● **Exercise requirements**
In how many lines of the data does the word "batches" appear? Give the number by itself.

● **Raw data**
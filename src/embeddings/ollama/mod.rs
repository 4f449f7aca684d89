
use anyhow::{Context, Result};
use serde::{Deserialize, Serialize};
use std::time::Duration;
use tracing::{debug, error, info, warn};
use url::Url;

use crate::SupportError;
use crate::config::OllamaConfig;
use crate::embeddings::Embedder;
use crate::generation::{GenerationContext, Generator};

const DEFAULT_RETRY_ATTEMPTS: u32 = 3;
const EXPONENTIAL_BACKOFF_BASE: u64 = 2;

/// Blocking client for a local Ollama server
///
/// Serves as both the embedding capability (`/api/embed`) and the generation
/// capability (`/api/generate`).
#[derive(Debug, Clone)]
pub struct OllamaClient {
    base_url: Url,
    embedding_model: String,
    generation_model: String,
    batch_size: u32,
    temperature: f32,
    agent: ureq::Agent,
    retry_attempts: u32,
}

#[derive(Debug, Serialize)]
struct EmbedRequest<'a> {
    model: &'a str,
    input: &'a [String],
}

#[derive(Debug, Deserialize)]
struct EmbedResponse {
    embeddings: Vec<Vec<f32>>,
}

#[derive(Debug, Serialize)]
struct GenerateRequest<'a> {
    model: &'a str,
    prompt: &'a str,
    #[serde(skip_serializing_if = "Option::is_none")]
    system: Option<&'a str>,
    stream: bool,
    options: GenerateOptions,
}

#[derive(Debug, Serialize)]
struct GenerateOptions {
    temperature: f32,
}

#[derive(Debug, Deserialize)]
struct GenerateResponse {
    response: String,
}

/// A model installed on the Ollama server
#[derive(Debug, Deserialize)]
pub struct ModelInfo {
    pub name: String,
}

#[derive(Debug, Deserialize)]
struct ModelsResponse {
    models: Vec<ModelInfo>,
}

impl OllamaClient {
    #[inline]
    pub fn new(config: &OllamaConfig) -> Result<Self> {
        let base_url = config
            .ollama_url()
            .context("Failed to generate Ollama URL from config")?;

        let agent = ureq::Agent::config_builder()
            .timeout_global(Some(Duration::from_secs(config.timeout_seconds)))
            .build()
            .into();

        Ok(Self {
            base_url,
            embedding_model: config.embedding_model.clone(),
            generation_model: config.generation_model.clone(),
            batch_size: config.batch_size,
            temperature: config.temperature,
            agent,
            retry_attempts: DEFAULT_RETRY_ATTEMPTS,
        })
    }

    #[inline]
    pub fn with_timeout(mut self, timeout: Duration) -> Self {
        self.agent = ureq::Agent::config_builder()
            .timeout_global(Some(timeout))
            .build()
            .into();
        self
    }

    #[inline]
    pub fn with_retry_attempts(mut self, attempts: u32) -> Self {
        self.retry_attempts = attempts.max(1);
        self
    }

    /// Test connection to the Ollama server and verify both models are available
    #[inline]
    pub fn health_check(&self) -> Result<()> {
        debug!("Performing health check for Ollama at {}", self.base_url);

        let models = self.list_models().context("Server ping failed")?;
        for model in [&self.embedding_model, &self.generation_model] {
            Self::ensure_model_listed(&models, model).context("Model validation failed")?;
        }

        info!(
            "Health check passed for Ollama server at {} with models {} and {}",
            self.base_url, self.embedding_model, self.generation_model
        );
        Ok(())
    }

    fn ensure_model_listed(models: &[ModelInfo], model: &str) -> Result<()> {
        if models.iter().any(|m| m.name == model) {
            debug!("Model {} is available", model);
            return Ok(());
        }

        let available_models: Vec<&str> = models.iter().map(|m| m.name.as_str()).collect();
        warn!(
            "Model {} not found. Available models: {:?}",
            model, available_models
        );
        Err(anyhow::anyhow!(
            "Model '{}' is not available. Available models: {:?}",
            model,
            available_models
        ))
    }

    /// List all available models
    #[inline]
    pub fn list_models(&self) -> Result<Vec<ModelInfo>> {
        let url = self
            .base_url
            .join("/api/tags")
            .context("Failed to build models URL")?;

        debug!("Fetching available models from {}", url);

        let response_text = self
            .make_request_with_retry(|| {
                self.agent
                    .get(url.as_str())
                    .call()
                    .and_then(|mut resp| resp.body_mut().read_to_string())
            })
            .context("Failed to fetch models")?;

        let models_response: ModelsResponse =
            serde_json::from_str(&response_text).context("Failed to parse models response")?;

        debug!("Found {} models", models_response.models.len());
        Ok(models_response.models)
    }

    /// Generate embeddings for multiple texts, split into configured batches
    #[inline]
    pub fn generate_embeddings_batch(&self, texts: &[String]) -> Result<Vec<Vec<f32>>> {
        if texts.is_empty() {
            return Ok(Vec::new());
        }

        debug!("Generating embeddings for {} texts", texts.len());

        let mut results = Vec::with_capacity(texts.len());

        // Process in batches to avoid overwhelming the server
        for chunk in texts.chunks(self.batch_size as usize) {
            let batch_results = self
                .generate_embeddings_single_batch(chunk)
                .with_context(|| format!("Failed to process batch of {} texts", chunk.len()))?;

            results.extend(batch_results);
        }

        debug!("Generated {} embeddings total", results.len());
        Ok(results)
    }

    fn generate_embeddings_single_batch(&self, texts: &[String]) -> Result<Vec<Vec<f32>>> {
        let request = EmbedRequest {
            model: &self.embedding_model,
            input: texts,
        };

        let url = self
            .base_url
            .join("/api/embed")
            .context("Failed to build embedding URL")?;

        let request_json =
            serde_json::to_string(&request).context("Failed to serialize embedding request")?;

        let response_text = self
            .make_request_with_retry(|| {
                self.agent
                    .post(url.as_str())
                    .header("Content-Type", "application/json")
                    .send(&request_json)
                    .and_then(|mut resp| resp.body_mut().read_to_string())
            })
            .context("Failed to generate embeddings")?;

        let batch_response: EmbedResponse = serde_json::from_str(&response_text)
            .context("Failed to parse embedding response")?;

        if batch_response.embeddings.len() != texts.len() {
            return Err(anyhow::anyhow!(
                "Mismatch between request and response counts: {} vs {}",
                texts.len(),
                batch_response.embeddings.len()
            ));
        }

        if batch_response.embeddings.iter().any(Vec::is_empty) {
            return Err(anyhow::anyhow!("Ollama returned an empty embedding"));
        }

        Ok(batch_response.embeddings)
    }

    /// Run a non-streaming completion against the generation model
    #[inline]
    pub fn generate_completion(&self, prompt: &str, system: Option<&str>) -> Result<String> {
        debug!(
            "Generating completion with {} (prompt length: {})",
            self.generation_model,
            prompt.len()
        );

        let request = GenerateRequest {
            model: &self.generation_model,
            prompt,
            system,
            stream: false,
            options: GenerateOptions {
                temperature: self.temperature,
            },
        };

        let url = self
            .base_url
            .join("/api/generate")
            .context("Failed to build generation URL")?;

        let request_json =
            serde_json::to_string(&request).context("Failed to serialize generation request")?;

        let response_text = self
            .make_request_with_retry(|| {
                self.agent
                    .post(url.as_str())
                    .header("Content-Type", "application/json")
                    .send(&request_json)
                    .and_then(|mut resp| resp.body_mut().read_to_string())
            })
            .context("Failed to generate completion")?;

        let response: GenerateResponse = serde_json::from_str(&response_text)
            .context("Failed to parse generation response")?;

        debug!("Generated completion ({} chars)", response.response.len());
        Ok(response.response)
    }

    fn make_request_with_retry<F>(&self, mut request_fn: F) -> Result<String>
    where
        F: FnMut() -> Result<String, ureq::Error>,
    {
        let mut last_error = None;

        for attempt in 1..=self.retry_attempts {
            debug!("HTTP request attempt {}/{}", attempt, self.retry_attempts);

            match request_fn() {
                Ok(response_text) => {
                    debug!("Request succeeded on attempt {}", attempt);
                    return Ok(response_text);
                }
                Err(error) => {
                    let should_retry = match &error {
                        ureq::Error::StatusCode(status) => {
                            if *status >= 500 {
                                warn!(
                                    "Server error (status {}), attempt {}/{}",
                                    status, attempt, self.retry_attempts
                                );
                                true
                            } else {
                                warn!("Client error (status {}), not retrying", status);
                                return Err(anyhow::anyhow!("Client error: HTTP {}", status));
                            }
                        }
                        ureq::Error::ConnectionFailed
                        | ureq::Error::HostNotFound
                        | ureq::Error::Timeout(_)
                        | ureq::Error::Io(_) => {
                            warn!(
                                "Transport error: {}, attempt {}/{}",
                                error, attempt, self.retry_attempts
                            );
                            true
                        }
                        _ => {
                            warn!("Non-retryable error: {}", error);
                            false
                        }
                    };

                    if !should_retry {
                        return Err(anyhow::anyhow!("Non-retryable error: {}", error));
                    }

                    last_error = Some(anyhow::anyhow!("Request error: {}", error));

                    if attempt < self.retry_attempts {
                        let delay_ms = EXPONENTIAL_BACKOFF_BASE.pow(attempt - 1) * 1000;
                        let delay = Duration::from_millis(delay_ms);
                        debug!("Waiting {:?} before retry", delay);
                        std::thread::sleep(delay);
                    }
                }
            }
        }

        error!("All retry attempts failed for request to {}", self.base_url);

        Err(last_error.unwrap_or_else(|| anyhow::anyhow!("Request failed after retries")))
    }
}

impl Embedder for OllamaClient {
    #[inline]
    fn model_name(&self) -> &str {
        &self.embedding_model
    }

    #[inline]
    fn embed(&self, text: &str) -> crate::Result<Vec<f32>> {
        self.generate_embeddings_batch(&[text.to_string()])
            .map_err(|e| SupportError::Embedding(format!("{:#}", e)))?
            .pop()
            .ok_or_else(|| SupportError::Embedding("Empty embedding response".to_string()))
    }

    #[inline]
    fn embed_batch(&self, texts: &[String]) -> crate::Result<Vec<Vec<f32>>> {
        self.generate_embeddings_batch(texts)
            .map_err(|e| SupportError::Embedding(format!("{:#}", e)))
    }
}

impl Generator for OllamaClient {
    #[inline]
    fn model_name(&self) -> &str {
        &self.generation_model
    }

    #[inline]
    fn generate(&self, prompt: &str, context: Option<&GenerationContext>) -> crate::Result<String> {
        let result = match context {
            Some(context) => {
                self.generate_completion(&context.render_prompt(prompt), Some(context.system.as_str()))
            }
            None => self.generate_completion(prompt, None),
        };
        result.map_err(|e| SupportError::Generation(format!("{:#}", e)))
    }
}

● **Answer space**
2